Any music was a help, but what I really wanted was Bach. So I struggled to my feet, went over and put a bit of money in the guy’s tips teacup on top of the piano. All I said was, “Bach,” and then sat down. But he didn’t play me any Bach. Maybe he didn’t do classical music, or he hadn’t heard me, or he never played requests. Whether I’d blundered into another faux pas was of little concern to me anymore, since I’d now spotted on the front of one of the papers a reference to an obituary of Bee. I turned to the appropriate page, trembling.

 

The American sculptor, Bridget Hanafan, who has died age 53 as a result of the mass killing in Canterbury on 23 May, produced some of the most appealing public sculptures of recent years.

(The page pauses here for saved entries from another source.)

//! Per-address-space page tables
//!
//! A `PageMap` is a 4-level radix tree whose table levels live in arena
//! frames of 512 packed 64-bit entries. The kernel half (PML4 entries 256
//! and up) points at tables shared between every map, so kernel mappings
//! added after a process was created are visible to it without per-process
//! updates. The user half is private and always uses 4 KiB leaves.

use alloc::sync::Arc;
use spin::Mutex;
use x86_64::structures::paging::{PageTableFlags, PhysFrame};
use x86_64::{PhysAddr, VirtAddr};

use super::frame_allocator::FrameArena;
use super::kernel_page_table::KernelTables;
use super::layout::{ENTRY_COUNT, KERNEL_P4_INDEX, PAGE_SIZE_2M, PAGE_SIZE_4K, USER_END};
use super::MapError;
use crate::platform::Platform;

/// Mask selecting the frame address bits of a table entry
pub(super) const ENTRY_ADDR_MASK: u64 = 0x000F_FFFF_FFFF_F000;
/// Mask selecting the 2 MiB frame address bits of a huge leaf
const ENTRY_ADDR_MASK_2M: u64 = 0x000F_FFFF_FFE0_0000;

pub(super) fn entry_present(entry: u64) -> bool {
    entry & PageTableFlags::PRESENT.bits() != 0
}

pub(super) fn entry_frame(entry: u64) -> PhysFrame {
    PhysFrame::containing_address(PhysAddr::new(entry & ENTRY_ADDR_MASK))
}

fn entry_is_huge(entry: u64) -> bool {
    entry & PageTableFlags::HUGE_PAGE.bits() != 0
}

/// One address space's page-table hierarchy
pub struct PageMap {
    arena: Arc<FrameArena>,
    platform: Arc<dyn Platform>,
    kernel: Arc<KernelTables>,
    root: PhysFrame,
    /// Serializes intermediate-table creation and teardown; reads
    /// (`translate`) only ever observe fully linked tables.
    tables: Mutex<()>,
}

impl PageMap {
    /// Create a fresh hierarchy with the shared kernel half installed
    pub fn new(
        arena: Arc<FrameArena>,
        platform: Arc<dyn Platform>,
        kernel: Arc<KernelTables>,
    ) -> Result<PageMap, MapError> {
        let root = arena.allocate_frame().ok_or(MapError::OutOfMemory)?;

        // Every kernel PML4 entry points at the one shared kernel PDPT, so
        // kernel-heap growth is visible to all processes by construction.
        let kernel_entry = kernel.pdpt_frame().start_address().as_u64()
            | (PageTableFlags::PRESENT | PageTableFlags::WRITABLE).bits();
        arena.write_u64(root, KERNEL_P4_INDEX, kernel_entry);

        Ok(PageMap {
            arena,
            platform,
            kernel,
            root,
            tables: Mutex::new(()),
        })
    }

    /// Physical frame of the root (PML4) table
    pub fn root_frame(&self) -> PhysFrame {
        self.root
    }

    pub fn arena(&self) -> &Arc<FrameArena> {
        &self.arena
    }

    /// Install a 4 KiB user mapping, creating intermediate levels as needed
    pub fn map(&self, virt: VirtAddr, phys: PhysAddr, flags: PageTableFlags) -> Result<(), MapError> {
        debug_assert!(virt.as_u64() < USER_END, "user mapping outside user range");
        debug_assert!(virt.as_u64() % PAGE_SIZE_4K == 0);

        let table = self.walk_create(virt)?;
        let entry = (phys.as_u64() & ENTRY_ADDR_MASK) | (flags | PageTableFlags::PRESENT).bits();
        self.arena.write_u64(table, usize::from(virt.p1_index()), entry);
        self.platform.invalidate_page(virt);
        Ok(())
    }

    /// Clear the leaf for `virt`. The data frame is not freed; frame
    /// ownership belongs to the VM object, not the table.
    pub fn unmap(&self, virt: VirtAddr) {
        debug_assert!(virt.as_u64() % PAGE_SIZE_4K == 0);
        let _guard = self.tables.lock();

        let mut table = self.root;
        for index in [
            usize::from(virt.p4_index()),
            usize::from(virt.p3_index()),
            usize::from(virt.p2_index()),
        ] {
            let entry = self.arena.read_u64(table, index);
            if !entry_present(entry) {
                return;
            }
            table = entry_frame(entry);
        }
        self.arena.write_u64(table, usize::from(virt.p1_index()), 0);
        self.platform.invalidate_page(virt);
    }

    /// Read-only walk; handles the kernel half's 2 MiB leaves
    pub fn translate(&self, virt: VirtAddr) -> Option<PhysAddr> {
        let mut table = self.root;
        for (level, index) in [
            (4u8, usize::from(virt.p4_index())),
            (3, usize::from(virt.p3_index())),
            (2, usize::from(virt.p2_index())),
        ] {
            let entry = self.arena.read_u64(table, index);
            if !entry_present(entry) {
                return None;
            }
            if level == 2 && entry_is_huge(entry) {
                let base = entry & ENTRY_ADDR_MASK_2M;
                return Some(PhysAddr::new(base + (virt.as_u64() % PAGE_SIZE_2M)));
            }
            table = entry_frame(entry);
        }
        let entry = self.arena.read_u64(table, usize::from(virt.p1_index()));
        if !entry_present(entry) {
            return None;
        }
        Some(PhysAddr::new((entry & ENTRY_ADDR_MASK) + (virt.as_u64() % PAGE_SIZE_4K)))
    }

    /// Deep-copy the user half of the hierarchy. Only table levels are
    /// duplicated; leaves alias the same data frames, so the caller must
    /// mark the resulting regions copy-on-write.
    pub fn clone_hierarchy(&self) -> Result<PageMap, MapError> {
        let _guard = self.tables.lock();

        let clone = PageMap::new(self.arena.clone(), self.platform.clone(), self.kernel.clone())?;
        for index in 0..ENTRY_COUNT {
            let entry = self.arena.read_u64(self.root, index);
            if !entry_present(entry) {
                continue;
            }
            if index >= KERNEL_P4_INDEX {
                // Shared kernel half: copied by reference
                self.arena.write_u64(clone.root, index, entry);
                continue;
            }
            let copy = self.copy_table(entry_frame(entry), 3)?;
            let flags = entry & !ENTRY_ADDR_MASK;
            self.arena
                .write_u64(clone.root, index, copy.start_address().as_u64() | flags);
        }
        Ok(clone)
    }

    fn copy_table(&self, source: PhysFrame, level: u8) -> Result<PhysFrame, MapError> {
        let copy = self.arena.allocate_frame().ok_or(MapError::OutOfMemory)?;
        for index in 0..ENTRY_COUNT {
            let entry = self.arena.read_u64(source, index);
            if !entry_present(entry) {
                continue;
            }
            if level == 1 {
                // Leaf entries alias the same physical frame
                self.arena.write_u64(copy, index, entry);
            } else {
                let child = self.copy_table(entry_frame(entry), level - 1)?;
                let flags = entry & !ENTRY_ADDR_MASK;
                self.arena
                    .write_u64(copy, index, child.start_address().as_u64() | flags);
            }
        }
        Ok(copy)
    }

    fn walk_create(&self, virt: VirtAddr) -> Result<PhysFrame, MapError> {
        let _guard = self.tables.lock();

        let intermediate = (PageTableFlags::PRESENT
            | PageTableFlags::WRITABLE
            | PageTableFlags::USER_ACCESSIBLE)
            .bits();

        let mut table = self.root;
        for index in [
            usize::from(virt.p4_index()),
            usize::from(virt.p3_index()),
            usize::from(virt.p2_index()),
        ] {
            let entry = self.arena.read_u64(table, index);
            table = if entry_present(entry) {
                debug_assert!(!entry_is_huge(entry), "huge page in user walk");
                entry_frame(entry)
            } else {
                let frame = self.arena.allocate_frame().ok_or(MapError::OutOfMemory)?;
                self.arena
                    .write_u64(table, index, frame.start_address().as_u64() | intermediate);
                frame
            };
        }
        Ok(table)
    }

    fn free_table(&self, table: PhysFrame, level: u8) {
        if level > 1 {
            for index in 0..ENTRY_COUNT {
                let entry = self.arena.read_u64(table, index);
                if entry_present(entry) && !entry_is_huge(entry) {
                    self.free_table(entry_frame(entry), level - 1);
                }
            }
        }
        // Level 1: the table frame itself is freed, never the data frames
        self.arena.free_frame(table);
    }
}

impl Drop for PageMap {
    fn drop(&mut self) {
        // Free the private user half; the kernel half is shared and outlives
        // every process.
        for index in 0..KERNEL_P4_INDEX {
            let entry = self.arena.read_u64(self.root, index);
            if entry_present(entry) {
                self.free_table(entry_frame(entry), 3);
            }
        }
        self.arena.free_frame(self.root);
    }
}
//! Shared fixtures: a recording platform, an in-memory filesystem and a
//! stub ELF loader speaking a tiny flat image format.

#![allow(dead_code)]

use std::collections::BTreeMap;
use std::sync::{Arc, Mutex};

use kernel::elf::{ElfInfo, ElfLoader, ExecError};
use kernel::fs::{Vfs, VfsNode};
use kernel::memory::address_space::AddressSpace;
use kernel::memory::layout::align_up;
use kernel::memory::vm_object::VmObject;
use kernel::platform::{IpiTarget, IpiVector, Platform};
use kernel::process::Process;
use kernel::syscall::errno::Errno;
use kernel::x86_64::VirtAddr;
use kernel::{Kernel, KernelConfig};

pub const ELF_MAGIC: &[u8] = b"\x7fELF";
pub const IMAGE_BASE: u64 = 0x40_0000;

pub struct RecordingPlatform {
    ipis: Mutex<Vec<(IpiTarget, IpiVector)>>,
}

impl RecordingPlatform {
    pub fn new() -> Self {
        RecordingPlatform {
            ipis: Mutex::new(Vec::new()),
        }
    }

    pub fn sent(&self) -> Vec<(IpiTarget, IpiVector)> {
        self.ipis.lock().unwrap().clone()
    }
}

impl Platform for RecordingPlatform {
    fn send_ipi(&self, target: IpiTarget, vector: IpiVector) {
        self.ipis.lock().unwrap().push((target, vector));
    }
}

pub struct MemNode {
    data: Mutex<Vec<u8>>,
}

impl VfsNode for MemNode {
    fn size(&self) -> usize {
        self.data.lock().unwrap().len()
    }

    fn read(&self, offset: usize, buf: &mut [u8]) -> Result<usize, Errno> {
        let data = self.data.lock().unwrap();
        if offset >= data.len() {
            return Ok(0);
        }
        let len = buf.len().min(data.len() - offset);
        buf[..len].copy_from_slice(&data[offset..offset + len]);
        Ok(len)
    }

    fn write(&self, offset: usize, bytes: &[u8]) -> Result<usize, Errno> {
        let mut data = self.data.lock().unwrap();
        if offset + bytes.len() > data.len() {
            data.resize(offset + bytes.len(), 0);
        }
        data[offset..offset + bytes.len()].copy_from_slice(bytes);
        Ok(bytes.len())
    }
}

pub struct MemVfs {
    files: Mutex<BTreeMap<String, Arc<MemNode>>>,
}

impl MemVfs {
    pub fn new() -> Self {
        MemVfs {
            files: Mutex::new(BTreeMap::new()),
        }
    }

    pub fn add(&self, path: &str, contents: &[u8]) {
        self.files.lock().unwrap().insert(
            path.to_string(),
            Arc::new(MemNode {
                data: Mutex::new(contents.to_vec()),
            }),
        );
    }
}

impl Vfs for MemVfs {
    fn resolve(&self, path: &str) -> Option<Arc<dyn VfsNode>> {
        self.files
            .lock()
            .unwrap()
            .get(path)
            .cloned()
            .map(|node| node as Arc<dyn VfsNode>)
    }
}

/// Flat test image: magic, optional interpreter marker, payload
pub fn make_image(payload: &[u8], with_interpreter: bool) -> Vec<u8> {
    let mut image = ELF_MAGIC.to_vec();
    if with_interpreter {
        image.extend_from_slice(b"INTERP");
    }
    image.extend_from_slice(payload);
    image
}

/// Loader for the flat test format: the whole image becomes one eagerly
/// allocated region, entered at its base.
pub struct TestElfLoader;

impl ElfLoader for TestElfLoader {
    fn verify(&self, image: &[u8]) -> bool {
        image.len() >= ELF_MAGIC.len() && image[..ELF_MAGIC.len()] == *ELF_MAGIC
    }

    fn load_segments(
        &self,
        space: &AddressSpace,
        image: &[u8],
        base: VirtAddr,
    ) -> Result<ElfInfo, ExecError> {
        if !self.verify(image) {
            return Err(ExecError::InvalidImage);
        }
        let base = if base.as_u64() == 0 {
            VirtAddr::new(IMAGE_BASE)
        } else {
            base
        };
        let size = align_up(image.len().max(1) as u64, 0x1000) as usize;
        let object = Arc::new(VmObject::prefilled(
            space.page_map().arena().clone(),
            size,
        )?);
        space.map_object(object, Some(base), true)?;
        space.write_user(base, image)?;

        let wants_linker = image.windows(6).any(|w| w == b"INTERP");
        Ok(ElfInfo {
            entry: base,
            phdr_vaddr: base.as_u64() + 0x40,
            ph_entry_size: 56,
            ph_count: 1,
            linker_path: wants_linker.then(|| "/lib/ld.so".to_string()),
        })
    }
}

pub struct Boot {
    pub platform: Arc<RecordingPlatform>,
    pub vfs: Arc<MemVfs>,
    pub kernel: Kernel,
}

pub fn boot(cpus: usize) -> Boot {
    let platform = Arc::new(RecordingPlatform::new());
    let vfs = Arc::new(MemVfs::new());
    vfs.add("/dev/null", b"");
    vfs.add("/dev/kernellog", b"");
    let kernel = Kernel::new(
        KernelConfig {
            cpus,
            memory_frames: 8192,
        },
        platform.clone(),
        vfs.clone(),
        Arc::new(TestElfLoader),
    )
    .unwrap();
    Boot {
        platform,
        vfs,
        kernel,
    }
}

/// Create a user process from a fresh flat image
pub fn spawn_user(kernel: &Kernel, name: &str) -> Arc<Process> {
    let image = make_image(b"payload", false);
    kernel
        .create_elf_process(&image, &[name.to_string()], &[], Some("/bin/app"), None)
        .unwrap()
}

/// Drive `cpu` until the process's main thread is its current thread
pub fn make_current(kernel: &Kernel, cpu: usize, process: &Arc<Process>) {
    let target = process.main_thread();
    for _ in 0..64 {
        if let Some(current) = kernel.sched().current_thread(cpu) {
            if Arc::ptr_eq(&current, &target) {
                return;
            }
            current.zero_time_slice();
        }
        kernel.sched().schedule(cpu);
    }
    panic!("process never became current on cpu {}", cpu);
}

Born in the American Midwest in 1958, Hanafan studied at the Rhode Island School of Design, where she gained a reputation early on as one of the foremost sculptors of her generation.

After a hiatus caused by an unhappy marriage, Hanafan started producing works in clay, culminating in her first one-woman show in 1994. Commissions for installations and public projects soon followed, along with a number of prestigious awards and fellowships.

Recently, Hanafan had relocated to Canterbury, in order to take up a post of artist-in-residence. There she enlarged on a series of assemblages begun in New York, which she dubbed Coziness Sculptures, life-size re-creations of domestic and rural scenes intended as “a glimpse of something good”. Hanafan was exploring sculpture as a means of contributing to a sense of well-being in the spectator.

By including lighting and audio elements as well as family heirlooms and other found materials, Hanafan combined an awareness of personal struggle with a delight in the textures of everyday life. In touching works that are autobiographical in nature, she promoted the pleasure principle, revealing a newly humane approach in contemporary art.